Mr. Wenk also said the agency would develop educational materials to increase awareness about the consequences of lead exposure and the benefits of using lead-free ammunition and fishing tackle.
Lead is an environmental contaminant affecting many areas of the world, including the national parks, the acting director said. Lead already is banned in gasoline, children’s toys, and paint because of its effects on human health. In the United States, there is an accelerating trend to expand efforts to reduce lead contamination associated with firearms and hunting, he added.
California and Arizona have recently implemented mandatory and voluntary bans, respectively, on lead ammunition to facilitate California condor recovery. And Yellowstone National Park has had restrictions on lead fishing tackle for years to protect native species and their habitats.
Back at the shooting sports foundation, officials questioned whether the Park Service had made its decision to ban lead blindly, saying the agency "appears to have made its decision without requesting input from wildlife management and conservation groups, or ammunition manufacturers."
"There is no evidence of traditional ammunition harming humans or wildlife populations that would warrant this kind of drastic policy change," said Lawrence G. Keane, NSSF senior vice president and general counsel.
The shooting organization added that traditional lead ammunition is "best suited" for dispatching wounded or sick animals or for culling operations. Lead ammunition costs less than the alternatives, the group said, and hunters are more familiar with its performance.
"Hunters also are agreeable to taking voluntary measures, such as burying entrails after field dressing game, to prevent scavengers from ingesting lead fragments," the group's editorial said.
Furthermore, the group said that:
Ammunition containing lead components has been the choice of hunters for well over 100 years, during which time wildlife populations in America have surged. While lead ingestion appears to occur in a small number of individual animals, overall populations are unaffected. Also, there has never been a documented case of lead poisoning among humans who have eaten game taken with traditional ammunition, and a recent Centers for Disease Control and Prevention study on North Dakota hunters who consumed game confirmed that there was no reason for concern over eating game taken with traditional ammunition.

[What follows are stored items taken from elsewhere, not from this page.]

impl EntryKind {
    fn file_type(&self) -> FileType {
        match self {
            EntryKind::Directory => FileType::Directory,
            EntryKind::File { .. } => FileType::RegularFile,
            EntryKind::Symlink(_) => FileType::Symlink,
            EntryKind::CharDevice => FileType::CharDevice,
            EntryKind::BlockDevice => FileType::BlockDevice,
            EntryKind::NamedPipe => FileType::NamedPipe,
            EntryKind::Socket => FileType::Socket,
        }
    }

    fn size(&self) -> u64 {
        match self {
            EntryKind::File { size } => *size,
            EntryKind::Symlink(target) => target.as_os_str().len() as u64,
            _ => 0,
        }
    }
}

/// One node as read from the image, before inode numbers are assigned.
#[derive(Debug, Clone)]
pub struct ImageEntry {
    /// Absolute path inside the image
    pub path: PathBuf,
    /// Node type
    pub kind: EntryKind,
    /// Permission bits
    pub perm: u16,
    /// Owner
    pub uid: u32,
    /// Group
    pub gid: u32,
    /// Modification time, seconds since the epoch
    pub mtime: u32,
    /// Position of the node in the archive's node list
    pub node: usize,
}

/// An indexed node.
#[derive(Debug, Clone)]
pub struct Inode {
    /// Inode number handed to the kernel
    pub ino: u64,
    /// Inode number of the containing directory; the root is its own parent
    pub parent: u64,
    /// Last path component
    pub name: OsString,
    /// The node as read from the image
    pub entry: ImageEntry,
    /// Inode numbers of the directory's children, in image order
    pub children: Vec<u64>,
}

impl Inode {
    /// Whether this node is a directory.
    pub fn is_dir(&self) -> bool {
        self.entry.kind == EntryKind::Directory
    }

    /// FUSE file type of the node.
    pub fn file_type(&self) -> FileType {
        self.entry.kind.file_type()
    }

    /// Attributes reported to the kernel.
    pub fn attr(&self, index: &Index, blksize: u32) -> FileAttr {
        let size = self.entry.kind.size();
        let mtime = UNIX_EPOCH + Duration::from_secs(u64::from(self.entry.mtime));
        let nlink = if self.is_dir() {
            let subdirs = self
                .children
                .iter()
                .filter_map(|ino| index.get(*ino))
                .filter(|child| child.is_dir())
                .count();
            2 + subdirs as u32
        } else {
            1
        };

        FileAttr {
            ino: self.ino,
            size,
            blocks: size.div_ceil(BLOCK_SIZE),
            atime: mtime,
            mtime,
            ctime: mtime,
            crtime: mtime,
            kind: self.file_type(),
            perm: self.entry.perm & 0o7777,
            nlink,
            uid: self.entry.uid,
            gid: self.entry.gid,
            rdev: 0,
            flags: 0,
            blksize,
        }
    }
}

/// Inode table over every node of an image. Inode 1 is the root.
#[derive(Debug, Clone, Default)]
pub struct Index {
    inodes: Vec<Inode>,
}
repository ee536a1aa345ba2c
//! Error type shared by every stage of a mount.
//!
//! Each variant names the stage that failed so an operator can tell from a
//! single diagnostic line where the mount attempt stopped.

use std::io;
use std::path::PathBuf;
use thiserror::Error;

/// Convenience alias used throughout the crate.
pub type Result<T> = std::result::Result<T, Error>;

/// Everything that can stop a mount from being set up or served.
#[derive(Debug, Error)]
pub enum Error {
    /// The mount directory argument was empty.
    #[error("mount point can't be empty")]
    EmptyMountPoint,

    /// Another mount session is already live in this process.
    #[error("a mount session is already active at {}", .0.display())]
    SessionActive(PathBuf),

    /// `stat` on a path failed.
    #[error("can't stat {}: {source}", .path.display())]
    Stat {
        /// Path that was inspected
        path: PathBuf,
        /// Underlying I/O error
        source: io::Error,
    },

    /// A file could not be opened.
    #[error("can't open {}: {source}", .path.display())]
    Open {
        /// Path that was opened
        path: PathBuf,
        /// Underlying I/O error
        source: io::Error,
    },

    /// A file could not be read, including files shorter than the magic.
    #[error("can't read {}: {source}", .path.display())]
    Read {
        /// Path that was read
        path: PathBuf,
        /// Underlying I/O error
        source: io::Error,
    },

    /// The archive library refused the image.
    #[error("failed to open {}: {reason}", .path.display())]
    ImageOpen {
        /// Image path
        path: PathBuf,
        /// Message reported by the archive library
        reason: String,
    },

    /// The mount directory did not exist and could not be created.
    #[error("failed to create: {}: {source}", .path.display())]
    CreateMountPoint {
        /// Mount directory
        path: PathBuf,
        /// Underlying errno
        source: nix::Error,
    },

    /// No FUSE session could be created at all.
    #[error("failed to create fuse session: {reason}")]
    SessionCreate {
        /// Why the FUSE device was unusable
        reason: String,
    },

    /// The FUSE session existed but mounting it failed.
    #[error("failed to mount {}: {source}", .path.display())]
    Mount {
        /// Mount point
        path: PathBuf,
        /// Underlying I/O error
        source: io::Error,
    },

    /// Termination signal handlers could not be installed.
    #[error("can't set signal handlers: {0}")]
    SignalHandlers(#[source] io::Error),

    /// A termination signal tore the session down before serving began.
    #[error("mount session at {} was torn down before serving", .path.display())]
    SessionClosed {
        /// Mount point
        path: PathBuf,
    },

    /// The worker process could not be spawned.
    #[error("failed to spawn worker {program}: {source}")]
    Spawn {
        /// Program that was spawned
        program: String,
        /// Underlying I/O error
        source: io::Error,
    },

    /// The blocking FUSE loop returned an error.
    #[error("fuse loop failed: {0}")]
    ServiceLoop(#[source] io::Error),
}

impl Error {
    /// Returns true for configuration errors, which are raised before any
    /// resource is touched.
    pub fn is_config(&self) -> bool {
        matches!(self, Error::EmptyMountPoint)
    }
}

#[cfg(test)]
mod tests {
    use super::*;

    #[test]
    fn test_session_and_mount_failures_are_distinguishable() {
        let session = Error::SessionCreate {
            reason: "/dev/fuse not found".to_string(),
        };
        let mount = Error::Mount {
            path: PathBuf::from("/tmp/mnt"),
            source: io::Error::from_raw_os_error(libc::EPERM),
        };

        let session_msg = session.to_string();
        let mount_msg = mount.to_string();
        assert!(session_msg.contains("failed to create fuse session"));
        assert!(mount_msg.contains("failed to mount"));
        assert!(!session_msg.contains("failed to mount"));
        assert!(!mount_msg.contains("fuse session"));
    }

    #[test]
    fn test_io_errors_name_the_path() {
        let err = Error::Read {
            path: PathBuf::from("/tmp/image.sqfs"),
            source: io::Error::from(io::ErrorKind::UnexpectedEof),
        };
        assert!(err.to_string().starts_with("can't read /tmp/image.sqfs"));
        assert!(!err.is_config());
    }

    #[test]
    fn test_session_closed_names_mount_point() {
        let err = Error::SessionClosed {
            path: PathBuf::from("/tmp/mnt"),
        };
        assert!(err.to_string().contains("/tmp/mnt"));
        assert!(!err.is_config());
    }

    #[test]
    fn test_empty_mount_point_is_config_error() {
        assert!(Error::EmptyMountPoint.is_config());
        assert_eq!(Error::EmptyMountPoint.to_string(), "mount point can't be empty");
    }
}
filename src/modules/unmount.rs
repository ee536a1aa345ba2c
//! Unmounting that cannot leave a busy mount behind.
//!
//! A plain unmount fails with `EBUSY` while any process still has its
//! working directory or an open file inside the mount, and `fuser` only logs
//! that. `FuseUnmount` checks the mount table afterwards and lazily detaches
//! whatever is still there, so the mount point is free once teardown returns.

use super::constants::{FUSERMOUNT, MOUNT_TABLE};
use super::lifecycle::Unmount;
use log::{debug, warn};
use nix::errno::Errno;
use nix::mount::{self, MntFlags};
use std::ffi::OsString;
use std::fs;
use std::io;
use std::os::unix::ffi::OsStringExt;
use std::path::{Path, PathBuf};
use std::process::Command;

/// Unmount handle that falls back to a lazy detach.
pub struct FuseUnmount<U> {
    inner: U,
    mount_point: PathBuf,
}

impl<U: Unmount> FuseUnmount<U> {
    /// Wraps `inner`, which unmounts the FUSE filesystem at `mount_point`.
    /// `mount_point` must be absolute, as the mount table lists it.
    pub fn new<P: AsRef<Path>>(inner: U, mount_point: P) -> Self {
        Self {
            inner,
            mount_point: mount_point.as_ref().to_path_buf(),
        }
    }
}

impl<U: Unmount> Unmount for FuseUnmount<U> {
    fn unmount(&mut self) -> io::Result<()> {
        self.inner.unmount()?;
        if !is_fuse_mounted(&self.mount_point)? {
            return Ok(());
        }
        warn!(
            "{} is still busy, detaching it",
            self.mount_point.display()
        );
        detach(&self.mount_point)
    }
}

/// Whether a FUSE filesystem is mounted at `mount_point`.
///
/// # Errors
///
/// Returns the I/O error if the mount table cannot be read.
pub fn is_fuse_mounted(mount_point: &Path) -> io::Result<bool> {
    let table = fs::read_to_string(MOUNT_TABLE)?;
    Ok(fuse_mounted_in(&table, mount_point))
}

/// Looks `mount_point` up in mount table text in `/proc/mounts` format.
pub fn fuse_mounted_in(table: &str, mount_point: &Path) -> bool {
    table.lines().any(|line| {
        let mut fields = line.split_whitespace();
        let (Some(_source), Some(target), Some(fstype)) =
            (fields.next(), fields.next(), fields.next())
        else {
            return false;
        };
        (fstype == "fuse" || fstype.starts_with("fuse."))
            && decode_mount_field(target) == mount_point
    })
}

/// Undoes the octal escapes (`\040` for a space) used in the mount table.
fn decode_mount_field(field: &str) -> PathBuf {
    let bytes = field.as_bytes();
    let mut decoded = Vec::with_capacity(bytes.len());
    let mut i = 0;
    while i < bytes.len() {
        let escape = bytes.get(i + 1..i + 4).filter(|_| bytes[i] == b'\\');
        match escape.and_then(|digits| u8::from_str_radix(std::str::from_utf8(digits).ok()?, 8).ok()) {
            Some(byte) => {
                decoded.push(byte);
                i += 4;
            }
            None => {
                decoded.push(bytes[i]);
                i += 1;
            }
        }
    }
    PathBuf::from(OsString::from_vec(decoded))
}

/// Lazily detaches the mount at `mount_point`: directly when privileged,
/// through `fusermount -u -z` otherwise.
fn detach(mount_point: &Path) -> io::Result<()> {
    match mount::umount2(mount_point, MntFlags::MNT_DETACH) {
        Ok(()) => return Ok(()),
        Err(Errno::EPERM) => debug!("umount2 not permitted, trying fusermount"),
        Err(e) => return Err(e.into()),
    }

    let mut last = io::Error::from(io::ErrorKind::NotFound);
    for program in FUSERMOUNT {
        match Command::new(program)
            .arg("-u")
            .arg("-z")
            .arg(mount_point)
            .output()
        {
            Ok(output) if output.status.success() => return Ok(()),
            Ok(output) => {
                last = io::Error::new(
                    io::ErrorKind::Other,
                    format!(
                        "{} -u -z failed: {}",
                        program,
                        String::from_utf8_lossy(&output.stderr).trim()
                    ),
                );
            }
            Err(e) => last = e,
        }
    }
    Err(last)
}
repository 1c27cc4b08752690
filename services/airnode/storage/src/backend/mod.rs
//! Storage backend implementations

pub mod file;
pub mod mem;
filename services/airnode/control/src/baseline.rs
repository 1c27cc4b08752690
//! Gas-sensor baseline maintenance.

use crate::error::ControlError;
use airnode_sensors::{absolute_humidity, Baseline, Climate, GasSensor};
use airnode_storage::{ScalarStore, CO2EQ_BASELINE, TVOC_BASELINE};
use tracing::{info, warn};

async fn load_word(store: &dyn ScalarStore, name: &'static str) -> Result<Option<u16>, ControlError> {
    match store.load(name).await? {
        Some(value) => u16::try_from(value)
            .map(Some)
            .map_err(|_| ControlError::BaselineRange { name, value }),
        None => Ok(None),
    }
}

/// Restore the persisted baseline into the gas sensor.
///
/// Missing, corrupt or rejected values leave the sensor on its factory
/// baseline. Returns the baseline applied, if any.
pub async fn restore_baseline(gas: &mut dyn GasSensor, store: &dyn ScalarStore) -> Option<Baseline> {
    let loaded = async {
        let eco2 = load_word(store, CO2EQ_BASELINE).await?;
        let tvoc = load_word(store, TVOC_BASELINE).await?;
        Ok::<_, ControlError>(eco2.zip(tvoc))
    }
    .await;

    let baseline = match loaded {
        Ok(Some((eco2, tvoc))) => Baseline { eco2, tvoc },
        Ok(None) => {
            warn!("No stored gas baselines, using factory state");
            return None;
        }
        Err(e) => {
            warn!("Impossible to read gas baselines: {}", e);
            return None;
        }
    };

    match gas.set_baseline(baseline).await {
        Ok(()) => {
            info!("Baselines loaded: eco2={:#06x} tvoc={:#06x}", baseline.eco2, baseline.tvoc);
            Some(baseline)
        }
        Err(e) => {
            warn!("{} rejected stored baseline: {}", gas.name(), e);
            None
        }
    }
}

/// Save the sensor's current baseline, then update its humidity compensation
/// from `climate`.
pub async fn persist_baseline(
    gas: &mut dyn GasSensor,
    store: &dyn ScalarStore,
    climate: &Climate,
) -> Result<Baseline, ControlError> {
    let baseline = gas.baseline().await?;
    store.save(CO2EQ_BASELINE, i64::from(baseline.eco2)).await?;
    store.save(TVOC_BASELINE, i64::from(baseline.tvoc)).await?;

    let ah = absolute_humidity(climate.temperature_c, climate.relative_humidity);
    gas.set_absolute_humidity(ah).await?;

    info!(
        "Baselines saved: eco2={:#06x} tvoc={:#06x}, humidity compensation {:.2} g/m3",
        baseline.eco2, baseline.tvoc, ah
    );
    Ok(baseline)
}
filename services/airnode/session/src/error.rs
//! Session error types.

use airnode_wire::ProtocolError;
use std::time::Duration;
use thiserror::Error;

/// Link and stream failures
#[derive(Error, Debug)]
pub enum TransportError {
    /// Could not open the stream to the broker
    #[error("failed to connect to {addr}: {source}")]
    Connect {
        /// Broker address as configured
        addr: String,
        /// Underlying socket error
        #[source]
        source: std::io::Error,
    },

    /// A bounded wait expired
    #[error("timed out after {0:?}")]
    Timeout(Duration),

    /// Operation needs an open connection
    #[error("not connected")]
    NotConnected,

    /// Peer closed the stream mid-frame
    #[error("stream closed by peer")]
    Closed,

    /// Read or write failure
    #[error("I/O error: {0}")]
    Io(#[from] std::io::Error),
}

/// Anything the protocol client can fail with
#[derive(Error, Debug)]
pub enum SessionError {
    /// Link or stream failure
    #[error("transport error: {0}")]
    Transport(#[from] TransportError),

    /// Malformed, unexpected or refused frame
    #[error("protocol error: {0}")]
    Protocol(#[from] ProtocolError),
}

impl SessionError {
    /// Whether the underlying stream can no longer be trusted
    pub fn is_transport(&self) -> bool {
        matches!(self, SessionError::Transport(_))
    }
}
//! Sensor capability traits.
//!
//! Each physical sensor is owned by exactly one driver value constructed over
//! an explicit bus or serial handle.

use crate::error::SensorError;
use crate::measurement::{AirQuality, Baseline};
use async_trait::async_trait;

/// A device producing one typed reading per query
#[async_trait]
pub trait Sensor: Send {
    /// Reading type
    type Reading: Send;

    /// Short device name for logs
    fn name(&self) -> &'static str;

    /// One-time reset, calibration or mode selection
    async fn init(&mut self) -> Result<(), SensorError>;

    /// Take one reading
    async fn read(&mut self) -> Result<Self::Reading, SensorError>;
}

/// Gas sensor with a persistable calibration baseline
#[async_trait]
pub trait GasSensor: Sensor<Reading = AirQuality> {
    /// Current baseline words
    async fn baseline(&mut self) -> Result<Baseline, SensorError>;

    /// Restore a previously saved baseline; all-zero is rejected
    async fn set_baseline(&mut self, baseline: Baseline) -> Result<(), SensorError>;

    /// Humidity compensation, g/m³
    async fn set_absolute_humidity(&mut self, grams_per_m3: f64) -> Result<(), SensorError>;
}
//! Environmental telemetry node binary.
//!
//! Samples climate, pressure, gas and particulate sensors on a duty cycle and
//! publishes the readings to a broker, sleeping between cycles.

use airnode_control::{
    Acquisition, Controller, ControllerConfig, HostPower, SensorSuite, Topics,
};
use airnode_sensors::sim::{SimClimate, SimGas, SimParticulates, SimPressure};
use airnode_sensors::{Particulates, Pms7003, Sensor};
use airnode_session::{ClientIdentity, HostLink, ProtocolClient, TcpTransport, DEFAULT_LINK_POLL};
use airnode_storage::{open_store, StorageMode};
use airnode_wire::Credentials;
use anyhow::Context;
use clap::Parser;
use std::path::{Path, PathBuf};
use std::time::Duration;
use tokio_serial::{DataBits, FlowControl, Parity, SerialPortBuilderExt, SerialStream, StopBits};
use tracing::info;
use tracing_subscriber::EnvFilter;

mod config;
mod logging;

/// PMS7003 UART speed
const PMS_BAUD_RATE: u32 = 9600;

use config::{parse_broker, NodeConfig};
use logging::AirnodeLogFormatter;

/// Duty-cycled environmental telemetry node
#[derive(Parser, Debug)]
#[command(name = "airnode", version, about = "Duty-cycled environmental telemetry node")]
struct Args {
    /// Configuration file path
    #[arg(long, default_value = "airnode.yaml")]
    config: PathBuf,

    /// Log level (trace, debug, info, warn, error)
    #[arg(long, default_value = "info")]
    log_level: String,

    /// Broker address, host or host:port
    #[arg(long)]
    broker: Option<String>,

    /// Stop after this many run cycles
    #[arg(long)]
    cycles: Option<u64>,

    /// Sleep between cycles, e.g. 5m
    #[arg(long)]
    cycle_interval: Option<humantime::Duration>,

    /// Storage mode: memory, file
    #[arg(long)]
    storage_mode: Option<String>,

    /// Data directory for file storage
    #[arg(long)]
    data_dir: Option<PathBuf>,

    /// Serial device of the PMS7003 particulate sensor
    #[arg(long)]
    pms_device: Option<PathBuf>,
}

impl Args {
    /// Flags override file and environment
    fn apply_to(&self, config: &mut NodeConfig) -> anyhow::Result<()> {
        if let Some(broker) = &self.broker {
            let (host, port) = parse_broker(broker)?;
            config.broker.host = host;
            if let Some(port) = port {
                config.broker.port = port;
            }
        }
        if let Some(interval) = self.cycle_interval {
            config.timing.cycle = Duration::from(interval).as_secs();
        }
        if let Some(mode) = &self.storage_mode {
            config.storage.mode = mode.clone();
        }
        if let Some(dir) = &self.data_dir {
            config.storage.data_dir = dir.clone();
        }
        if let Some(device) = &self.pms_device {
            config.sensors.pms_device = Some(device.clone());
        }
        config.validate()
    }
}

#[tokio::main(flavor = "current_thread")]
async fn main() -> anyhow::Result<()> {
    let args = Args::parse();

    let env_filter = EnvFilter::new("info")
        .add_directive(format!("airnode={}", args.log_level).parse()?)
        .add_directive(format!("airnode_control={}", args.log_level).parse()?)
        .add_directive(format!("airnode_session={}", args.log_level).parse()?)
        .add_directive(format!("airnode_sensors={}", args.log_level).parse()?)
        .add_directive(format!("airnode_storage={}", args.log_level).parse()?)
        .add_directive(format!("airnode_wire={}", args.log_level).parse()?);

    tracing_subscriber::fmt()
        .with_env_filter(env_filter)
        .with_target(false)
        .event_format(AirnodeLogFormatter::new("airnode"))
        .init();

    component_info!("main", "Starting airnode v{}", env!("CARGO_PKG_VERSION"));

    let mut config = NodeConfig::load_from_file(&args.config)?;
    args.apply_to(&mut config)?;

    let storage_mode = match config.storage.mode.as_str() {
        "file" => StorageMode::File {
            data_dir: config.storage.data_dir.clone(),
        },
        _ => StorageMode::InMemory,
    };
    let store = open_store(storage_mode)
        .await
        .context("failed to open baseline storage")?;

    let particulates = particulate_sensor(&config).await?;
    let sensors = SensorSuite {
        climate: Box::new(SimClimate::default()),
        pressure: Box::new(SimPressure::default()),
        gas: Box::new(SimGas::new()),
        particulates,
    };
    let acquisition = Acquisition::new(sensors, Topics::new(&config.topic_prefix))
        .with_index_window(config.timing.caqi_window());

    let client = ProtocolClient::new(identity(&config), TcpTransport).with_timeouts(
        Duration::from_secs(config.broker.connect_timeout),
        Duration::from_secs(config.broker.io_timeout),
    );
    let link = HostLink::new(config.broker.host.clone(), config.broker.port);

    let controller_config = ControllerConfig {
        link_timeout: config.timing.link_timeout(),
        link_poll: DEFAULT_LINK_POLL,
        settle_sleep: config.timing.settle(),
        cycle_sleep: config.timing.cycle(),
        fatal_park: config.timing.fatal_park(),
        fatal_sleep: config.timing.fatal_sleep(),
        baseline_interval: config.timing.baseline_interval(),
    };
    info!(
        "Controller config: cycle={:?}, settle={:?}, link_timeout={:?}, baseline_interval={:?}",
        controller_config.cycle_sleep,
        controller_config.settle_sleep,
        controller_config.link_timeout,
        controller_config.baseline_interval
    );

    let mut controller = Controller::new(
        controller_config,
        client,
        link,
        HostPower,
        acquisition,
        store,
    );

    let stats = controller.run(args.cycles, shutdown_signal()).await;
    component_info!(
        "main",
        "Stopped after {} cycles: {} messages published, {} fatal resets, {} missed particulate reads",
        stats.cycles_completed,
        stats.messages_published,
        stats.fatal_failures,
        stats.missed_particulate_reads
    );
    Ok(())
}

fn identity(config: &NodeConfig) -> ClientIdentity {
    let mut identity = ClientIdentity::new(
        config.client_id.clone(),
        config.broker.host.clone(),
        config.broker.port,
    );
    identity.keepalive = config.broker.keepalive;
    identity.credentials = match (&config.broker.username, &config.broker.password) {
        (Some(username), Some(password)) => Some(Credentials {
            username: username.clone(),
            password: password.clone(),
        }),
        _ => None,
    };
    identity
}

/// Real sensor on the configured serial device, simulated otherwise
async fn particulate_sensor(
    config: &NodeConfig,
) -> anyhow::Result<Box<dyn Sensor<Reading = Option<Particulates>>>> {
    match &config.sensors.pms_device {
        Some(device) => {
            let port = open_serial(device)?;
            info!("Particulate sensor on {}", device.display());
            Ok(Box::new(
                Pms7003::new(port).with_settle(config.timing.particulate_settle()),
            ))
        }
        None => {
            info!("No particulate device configured, using simulated sensor");
            Ok(Box::new(SimParticulates::new()))
        }
    }
}

/// Open the particulate sensor UART at 9600 8N1
fn open_serial(device: &Path) -> anyhow::Result<SerialStream> {
    tokio_serial::new(device.to_string_lossy(), PMS_BAUD_RATE)
        .data_bits(DataBits::Eight)
        .parity(Parity::None)
        .stop_bits(StopBits::One)
        .flow_control(FlowControl::None)
        .open_native_async()
        .with_context(|| format!("failed to open particulate device {}", device.display()))
}

async fn shutdown_signal() {
    match tokio::signal::ctrl_c().await {
        Ok(()) => component_warn!("main", "Interrupt received, shutting down"),
        Err(e) => {
            component_error!("main", "Failed to listen for interrupt: {}", e);
            std::future::pending::<()>().await
        }
    }
}

#[cfg(test)]
mod tests {
    use super::*;

    fn args(extra: &[&str]) -> Args {
        let mut argv = vec!["airnode"];
        argv.extend_from_slice(extra);
        Args::parse_from(argv)
    }

    #[test]
    fn test_flags_override_config() {
        let mut config = NodeConfig::default();
        args(&[
            "--broker",
            "10.1.1.1:1885",
            "--cycle-interval",
            "2m",
            "--storage-mode",
            "memory",
            "--pms-device",
            "/dev/ttyAMA0",
        ])
        .apply_to(&mut config)
        .unwrap();

        assert_eq!(config.broker.host, "10.1.1.1");
        assert_eq!(config.broker.port, 1885);
        assert_eq!(config.timing.cycle, 120);
        assert_eq!(config.storage.mode, "memory");
        assert_eq!(config.sensors.pms_device, Some(PathBuf::from("/dev/ttyAMA0")));
    }

    #[test]
    fn test_bad_storage_mode_rejected() {
        let mut config = NodeConfig::default();
        assert!(args(&["--storage-mode", "redis"]).apply_to(&mut config).is_err());
    }

    #[test]
    fn test_identity_credentials() {
        let mut config = NodeConfig::default();
        assert!(identity(&config).credentials.is_none());

        config.broker.username = Some("node".to_string());
        config.broker.password = Some("pw".to_string());
        let identity = identity(&config);
        assert_eq!(identity.keepalive, 60);
        assert_eq!(identity.credentials.unwrap().username, "node");
    }

    #[tokio::test]
    async fn test_missing_serial_device() {
        let dir = tempfile::tempdir().unwrap();
        assert!(open_serial(&dir.path().join("ttyNONE")).is_err());
    }

    #[tokio::test]
    async fn test_regular_file_is_not_a_serial_device() {
        let file = tempfile::NamedTempFile::new().unwrap();
        assert!(open_serial(file.path()).is_err());
    }
}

Unfortunately, the park service's decision to ban traditional ammunition adds to the misinformation being circulated by anti-hunting groups to promote fear among wildlife managers and hunters about traditional ammunition. The park service's news release
makes erroneous comparisons between organic lead found in gasoline and the metallic lead used in ammunition. Banning lead in gasoline and paint was related to public health concerns because of the widespread nature of these substances and ingestion of paint chips by young children. These issues are not associated with lead in ammunition.
But at the Park Service, Acting-Director Wenks said the ban will benefit wildlife, humans, and the environment without harming hunters.
“The reduction and eventual removal of lead on Park Service lands will benefit humans, wildlife, and ecosystems inside and outside park boundaries and continue our legacy of resource stewardship,” he said.